Mural, Philadelphia (brillianthues/flickr)
If we white people are, in fact, a field full of landmines, how do we stop merely applauding or decrying those who are able to weave their way through us and instead start helping each other in the grand defusing?
I don’t think it’s merely to read White Fragility and to try to guilt ourselves into transcending this particular story of whiteness by ourselves, in order to be the exception to other white people’s rule.
Instead, I’d argue, the project in front of us is about aligning on a different collective vision of what we dream for, both out of our local institutions and the country as a whole. If you want to defuse the white landmines in your workplace, what would it look like for you and your co-workers, led disproportionally by your Black, Indigenous, Latinx, Asian and Arab colleagues, to imagine dramatically different ways of working together that don’t start from the conceit of white-centeredness? If you want a country whose political imagination isn’t just limited by what won’t offend white people, how are you helping support and give energy to young Black, Brown and Indigenous activists (the Sunrise Movement and Dream Defenders of the world) who are dreaming of and asking for a very different model of what our country’s systems could look like?
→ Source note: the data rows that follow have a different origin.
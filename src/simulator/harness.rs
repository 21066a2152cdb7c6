//! Telemetry simulator driven by advance/retreat commands.

use std::sync::Arc;

use chrono::Utc;
use tracing::{debug, info};

use crate::observability::metrics::{self, MoveDirection};
use crate::observability::{Event, EventEmitter};
use crate::telemetry::TelemetryStore;

use super::cursor::ProcedureCursor;
use super::script::SimulationScript;

/// Publishes scripted telemetry for an operator-driven cursor.
///
/// The simulator knows nothing about the engine's completion state; it only
/// rewrites the UIA, DCU and telemetry documents for its current position.
pub struct ProcedureSimulator {
    script: SimulationScript,
    cursor: ProcedureCursor,
    store: TelemetryStore,
    events: Option<Arc<EventEmitter>>,
}

impl ProcedureSimulator {
    /// Creates a simulator at step 1.1 and publishes its telemetry.
    #[must_use]
    pub fn new(script: SimulationScript, store: TelemetryStore) -> Self {
        let cursor = ProcedureCursor::starting(script.shape());
        let simulator = Self {
            script,
            cursor,
            store,
            events: None,
        };
        simulator.publish();
        simulator
    }

    /// Attaches a structured event stream for cursor moves.
    #[must_use]
    pub fn with_events(mut self, events: Arc<EventEmitter>) -> Self {
        self.events = Some(events);
        self
    }

    /// Moves to the next step and republishes telemetry.
    ///
    /// Returns `false` at the last step; the documents are still rewritten.
    pub fn advance(&mut self) -> bool {
        let moved = self.cursor.advance();
        self.after_move(MoveDirection::Advance, moved);
        moved
    }

    /// Moves to the previous step and republishes telemetry.
    ///
    /// Returns `false` at the first step; the documents are still rewritten.
    pub fn retreat(&mut self) -> bool {
        let moved = self.cursor.retreat();
        self.after_move(MoveDirection::Retreat, moved);
        moved
    }

    /// Progress percentage for the current position.
    #[must_use]
    pub fn progress(&self) -> u8 {
        self.cursor.progress()
    }

    /// Label of the action simulated at the current position.
    #[must_use]
    pub fn current_label(&self) -> &str {
        self.script
            .entry(self.cursor.position())
            .map_or("", |entry| entry.label())
    }

    /// Two-paragraph status shown next to the simulator controls.
    #[must_use]
    pub fn status_text(&self) -> String {
        format!(
            "Step {}: {}\n\nProgress: {}%",
            self.cursor.position(),
            self.current_label(),
            self.progress()
        )
    }

    /// Current cursor.
    #[must_use]
    pub const fn cursor(&self) -> &ProcedureCursor {
        &self.cursor
    }

    /// Script being replayed.
    #[must_use]
    pub const fn script(&self) -> &SimulationScript {
        &self.script
    }

    fn after_move(&self, direction: MoveDirection, moved: bool) {
        self.publish();
        metrics::record_simulator_move(direction, moved);

        let position = self.cursor.position();
        let progress = self.progress();
        if moved {
            info!(
                step = %position,
                progress,
                label = self.current_label(),
                "simulator moved"
            );
        } else {
            debug!(step = %position, ?direction, "simulator at bound");
        }

        if let Some(events) = &self.events {
            events.emit(Event::SimulatorMoved {
                timestamp: Utc::now(),
                direction: direction.label().to_owned(),
                phase: position.phase,
                step: position.step,
                progress,
            });
        }
    }

    fn publish(&self) {
        let frame = self.script.frame_at(self.cursor.position());
        self.store.replace_uia(frame.uia);
        self.store.replace_dcu(frame.dcu);
        self.store.replace_telemetry(frame.telemetry);
        metrics::set_progress(self.progress());
    }
}

impl std::fmt::Debug for ProcedureSimulator {
    fn fmt(&self, f: &mut std::fmt::Formatter<'_>) -> std::fmt::Result {
        f.debug_struct("ProcedureSimulator")
            .field("position", &self.cursor.position())
            .field("slot", &self.script.slot())
            .finish_non_exhaustive()
    }
}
The first step towards walking those roads, though, is to admit that we white people are, in fact, landmines. And though we should never deny the agency of Black, Indigenous, Latinx, Asian and Arab people (painting them as mere victims of the terrain we create), nor should we pretend that so many stories in our country aren’t already pre-strategized to survive the unwelcome terrain we’ve created. This is true both in the stories of Black, Latinx, Asian, Arab and Indigenous people who make us feel comfortable and inspired as well as those whom we criticize and with whom we have valid disagreements.
It is not our praise or critique that will make us more useful partners in building a better world. It is not merely our ability to judge other people’s performance in walking through our mine field. It will instead be our ability to take collective responsibility for making that walk less dangerous and exhausting while aiding in the planting of something new on top of now-barren terrain.
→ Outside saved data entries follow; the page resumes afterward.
//! Procedure engine
//!
//! The `ProcedureEngine` runs the gating algorithm once per tick: it walks
//! phases and steps in order, skips what is already complete, shows the
//! first pending step, and halts the tick at the first unmet gate. Only one
//! unmet gate is ever visible to the operator.

use std::sync::Arc;

use chrono::Utc;
use tracing::{debug, info, trace};

use crate::observability::metrics;
use crate::observability::{Event, EventEmitter};
use crate::telemetry::TelemetryStore;

use super::display::{Panel, ProcedureDisplay};
use super::library::{ProcedureLibrary, StepId};
use super::matrix::CompletionMatrix;
use super::signal::ControlPoint;

/// Instruction shown once the final step completes.
pub const COMPLETE_MESSAGE: &str = "Ingress Complete!";

/// How a tick ended.
#[derive(Debug, Clone, Copy, PartialEq, Eq)]
pub enum TickOutcome {
    /// Evaluation stopped at this step's unmet gate.
    Halted(StepId),
    /// Every step is complete.
    Complete,
}

/// Gating engine owning the completion matrix for one procedure run.
///
/// Reads telemetry from a shared [`TelemetryStore`] and writes the
/// instruction and indicator states to a [`ProcedureDisplay`]. It never
/// writes telemetry.
pub struct ProcedureEngine<D: ProcedureDisplay = Panel> {
    library: ProcedureLibrary,
    matrix: CompletionMatrix,
    store: TelemetryStore,
    display: D,
    events: Option<Arc<EventEmitter>>,
    /// Step the previous tick halted on, for change-only logging
    waiting_on: Option<StepId>,
}

impl<D: ProcedureDisplay> ProcedureEngine<D> {
    /// Creates an engine with an all-false completion matrix.
    ///
    /// Every control point indicator is cleared on the display.
    pub fn new(library: ProcedureLibrary, store: TelemetryStore, mut display: D) -> Self {
        for control in ControlPoint::ALL {
            display.set_indicator(control, false);
        }
        let matrix = CompletionMatrix::for_library(&library);
        debug!(
            phases = matrix.phase_count(),
            steps = matrix.total(),
            "procedure engine initialized"
        );

        Self {
            library,
            matrix,
            store,
            display,
            events: None,
            waiting_on: None,
        }
    }

    /// Attaches a structured event stream for completion events.
    #[must_use]
    pub fn with_events(mut self, events: Arc<EventEmitter>) -> Self {
        self.events = Some(events);
        self
    }

    /// Runs one evaluation pass.
    ///
    /// Complete phases and steps are skipped without side effects. For the
    /// first incomplete step its indicators are refreshed from live telemetry,
    /// its gate is evaluated, and the gate prompt (or the step text) is
    /// written. An unmet gate halts the tick; a satisfied one marks the step
    /// complete and moves on within the same tick. Indicators of steps past the halt
    /// point are left untouched.
    pub fn tick(&mut self) -> TickOutcome {
        metrics::record_tick();

        if self.matrix.is_procedure_complete() {
            return TickOutcome::Complete;
        }

        let snapshot = self.store.snapshot();

        for (phase_index, phase) in self.library.phases().iter().enumerate() {
            let phase_number = phase_index + 1;
            if self.matrix.is_phase_complete(phase_number) {
                continue;
            }

            for (step_index, step) in phase.steps().iter().enumerate() {
                let id = StepId::new(phase_number, step_index + 1);
                if self.matrix.is_complete(id) {
                    continue;
                }

                for indicator in step.indicators() {
                    self.display
                        .set_indicator(indicator.control, indicator.needs_action(&snapshot));
                }

                let evaluation = step.gate().evaluate(&snapshot);
                trace!(step = %id, satisfied = evaluation.satisfied, "gate evaluated");
                // A gate prompt replaces the step text; the panel is written once per step.
                self.display
                    .set_instruction(evaluation.prompt.as_deref().unwrap_or(step.instruction()));

                if !evaluation.satisfied {
                    if self.waiting_on != Some(id) {
                        info!(step = %id, instruction = step.instruction(), "awaiting gate");
                        self.waiting_on = Some(id);
                    }
                    return TickOutcome::Halted(id);
                }

                self.matrix.mark(id);
                metrics::record_step_completed(phase_number);
                info!(step = %id, instruction = step.instruction(), "step complete");
                self.emit(Event::StepCompleted {
                    timestamp: Utc::now(),
                    phase: id.phase,
                    step: id.step,
                    instruction: step.instruction().to_string(),
                });
            }

            info!(phase = phase_number, title = phase.title(), "phase complete");
            self.emit(Event::PhaseCompleted {
                timestamp: Utc::now(),
                phase: phase_number,
                title: phase.title().to_string(),
            });
        }

        // The procedure was incomplete on entry, so the final step completed
        // during this tick.
        self.waiting_on = None;
        self.display.set_instruction(COMPLETE_MESSAGE);
        info!(steps = self.matrix.total(), "procedure complete");
        self.emit(Event::ProcedureCompleted {
            timestamp: Utc::now(),
            steps: self.matrix.total(),
        });
        TickOutcome::Complete
    }

    /// Returns whether every step of a 1-based phase is complete.
    #[must_use]
    pub fn is_phase_complete(&self, phase: usize) -> bool {
        self.matrix.is_phase_complete(phase)
    }

    /// Returns whether every step is complete.
    #[must_use]
    pub fn is_complete(&self) -> bool {
        self.matrix.is_procedure_complete()
    }

    /// Completion flags.
    #[must_use]
    pub const fn matrix(&self) -> &CompletionMatrix {
        &self.matrix
    }

    /// Step library driving this engine.
    #[must_use]
    pub const fn library(&self) -> &ProcedureLibrary {
        &self.library
    }

    /// Output sink.
    #[must_use]
    pub const fn display(&self) -> &D {
        &self.display
    }

    fn emit(&self, event: Event) {
        if let Some(events) = &self.events {
            events.emit(event);
        }
    }
}

impl<D: ProcedureDisplay> std::fmt::Debug for ProcedureEngine<D> {
    fn fmt(&self, f: &mut std::fmt::Formatter<'_>) -> std::fmt::Result {
        f.debug_struct("ProcedureEngine")
            .field("completed", &self.matrix.completed_count())
            .field("total", &self.matrix.total())
            .field("waiting_on", &self.waiting_on)
            .finish_non_exhaustive()
    }
}

#[cfg(test)]
mod tests {
    use super::*;
    use crate::procedure::gate::predicates::uia;
    use crate::procedure::library::{Phase, Step};
    use crate::procedure::signal::UiaSignal;
    use crate::telemetry::EvaSlot;
    use crate::telemetry::schema::{DcuDocument, TelemetryDocument, UiaDocument};

    fn engine(store: &TelemetryStore) -> ProcedureEngine {
        ProcedureEngine::new(
            ProcedureLibrary::ingress(EvaSlot::Eva1),
            store.clone(),
            Panel::new(),
        )
    }

    fn zeroed(store: &TelemetryStore) {
        store.replace_uia(UiaDocument::default());
        store.replace_dcu(DcuDocument::default());
        store.replace_telemetry(TelemetryDocument::default());
    }

    fn edit_uia(store: &TelemetryStore, edit: impl FnOnce(&mut UiaDocument)) {
        let mut doc = store.uia().unwrap_or_default();
        edit(&mut doc);
        store.replace_uia(doc);
    }

    fn edit_dcu(store: &TelemetryStore, edit: impl FnOnce(&mut DcuDocument)) {
        let mut doc = store.dcu().unwrap_or_default();
        edit(&mut doc);
        store.replace_dcu(doc);
    }

    #[test]
    fn new_engine_clears_every_indicator() {
        let store = TelemetryStore::new();
        let engine = engine(&store);
        for control in ControlPoint::ALL {
            assert_eq!(engine.display().indicator(control), Some(false));
        }
        assert_eq!(engine.matrix().completed_count(), 0);
    }

    #[test]
    fn absent_telemetry_halts_on_first_step() {
        let store = TelemetryStore::new();
        let mut engine = engine(&store);
        assert_eq!(engine.tick(), TickOutcome::Halted(StepId::new(1, 1)));
        assert_eq!(
            engine.display().instruction(),
            "Connect EV-1 UIA and DCU umbilical."
        );
        assert_eq!(engine.display().indicator(ControlPoint::Emu1Power), Some(true));
    }

    #[test]
    fn batt_mismatch_replaces_instruction() {
        let store = TelemetryStore::new();
        zeroed(&store);
        edit_uia(&store, |doc| doc.uia.eva1_power = true);
        let mut engine = engine(&store);

        assert_eq!(engine.tick(), TickOutcome::Halted(StepId::new(1, 1)));
        assert_eq!(
            engine.display().instruction(),
            "Switch EV-1 DCU batt to umbilical."
        );
        assert_eq!(engine.display().indicator(ControlPoint::Emu1Power), Some(false));
    }

    #[test]
    fn repeated_ticks_on_prompting_gate_leave_panel_unchanged() {
        let store = TelemetryStore::new();
        zeroed(&store);
        edit_uia(&store, |doc| doc.uia.eva1_power = true);
        let mut engine = engine(&store);

        engine.tick();
        let revision = engine.display().revision();
        for _ in 0..3 {
            assert_eq!(engine.tick(), TickOutcome::Halted(StepId::new(1, 1)));
        }
        assert_eq!(engine.display().revision(), revision);
    }

    #[test]
    fn trivial_steps_complete_in_same_tick() {
        let store = TelemetryStore::new();
        zeroed(&store);
        let mut engine = engine(&store);
        assert_eq!(engine.tick(), TickOutcome::Halted(StepId::new(1, 1)));

        edit_uia(&store, |doc| doc.uia.eva1_power = true);
        edit_dcu(&store, |doc| doc.dcu.eva1.batt = true);
        assert_eq!(engine.tick(), TickOutcome::Halted(StepId::new(2, 1)));
        assert!(engine.is_phase_complete(1));
        assert_eq!(engine.matrix().completed_count(), 3);
        assert_eq!(engine.display().instruction(), "Open O2 vent.");
        assert_eq!(engine.display().indicator(ControlPoint::O2Vent), Some(true));
    }

    #[test]
    fn completed_steps_are_not_re_evaluated() {
        let store = TelemetryStore::new();
        zeroed(&store);
        edit_uia(&store, |doc| doc.uia.eva1_power = true);
        edit_dcu(&store, |doc| doc.dcu.eva1.batt = true);
        let mut engine = engine(&store);
        engine.tick();

        // Power dropping again does not reopen step 1.1.
        edit_uia(&store, |doc| doc.uia.eva1_power = false);
        assert_eq!(engine.tick(), TickOutcome::Halted(StepId::new(2, 1)));
        assert!(engine.is_phase_complete(1));
    }

    #[test]
    fn indicators_past_halt_point_keep_last_value() {
        let store = TelemetryStore::new();
        zeroed(&store);
        let mut engine = engine(&store);
        edit_uia(&store, |doc| doc.uia.oxy_vent = true);
        engine.tick();
        // Halted at 1.1; the O2 vent belongs to phase 2 and was never written.
        assert_eq!(engine.display().indicator(ControlPoint::O2Vent), Some(false));
    }

    #[test]
    fn terminal_message_after_last_step() {
        let library = ProcedureLibrary::new(vec![Phase::new(
            "only",
            vec![
                Step::new("Open O2 vent.").gated(vec![uia(UiaSignal::OxyVent, true)]),
                Step::new("done"),
            ],
        )])
        .unwrap();
        let store = TelemetryStore::new();
        let mut engine = ProcedureEngine::new(library, store.clone(), Panel::new());

        assert_eq!(engine.tick(), TickOutcome::Halted(StepId::new(1, 1)));
        edit_uia(&store, |doc| doc.uia.oxy_vent = true);
        assert_eq!(engine.tick(), TickOutcome::Complete);
        assert_eq!(engine.display().instruction(), COMPLETE_MESSAGE);
        assert!(engine.is_complete());

        // Further ticks have no side effects.
        assert_eq!(engine.tick(), TickOutcome::Complete);
        assert_eq!(engine.display().instruction(), COMPLETE_MESSAGE);
    }

    #[test]
    fn completion_events_are_emitted() {
        use std::io::Write;
        use std::sync::Mutex;

        #[derive(Clone, Default)]
        struct Sink(Arc<Mutex<Vec<u8>>>);
        impl Write for Sink {
            fn write(&mut self, buf: &[u8]) -> std::io::Result<usize> {
                self.0.lock().unwrap().extend_from_slice(buf);
                Ok(buf.len())
            }
            fn flush(&mut self) -> std::io::Result<()> {
                Ok(())
            }
        }

        let sink = Sink::default();
        let emitter = Arc::new(EventEmitter::new(Box::new(sink.clone())));
        let library =
            ProcedureLibrary::new(vec![Phase::new("only", vec![Step::new("a"), Step::new("b")])])
                .unwrap();
        let mut engine = ProcedureEngine::new(library, TelemetryStore::new(), Panel::new())
            .with_events(Arc::clone(&emitter));
        engine.tick();

        let output = String::from_utf8(sink.0.lock().unwrap().clone()).unwrap();
        let types: Vec<String> = output
            .lines()
            .map(|line| {
                let value: serde_json::Value = serde_json::from_str(line).unwrap();
                value["type"].as_str().unwrap().to_string()
            })
            .collect();
        assert_eq!(
            types,
            vec![
                "StepCompleted",
                "StepCompleted",
                "PhaseCompleted",
                "ProcedureCompleted"
            ]
        );
    }
}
"If you want a country whose political imagination isn’t just limited by what won’t offend white people" - I haven't heard our national reality described like this. It is the truest thing. And it's not just the white Trump supporters. It's you and me.
Thank you Garrett - your post provides an incredibly helpful analogy. The study of Kamala's balancing act is instructive too. The long-form piece on Kamala in May's Atlantic article talks a bit more about that tightrope and Kamala's intent, stating Kamala "comes across as a woman who is cashing in her chips, taking all the political and social capital she was safeguarding for all those years and putting it on the table, declaring that her moment is now."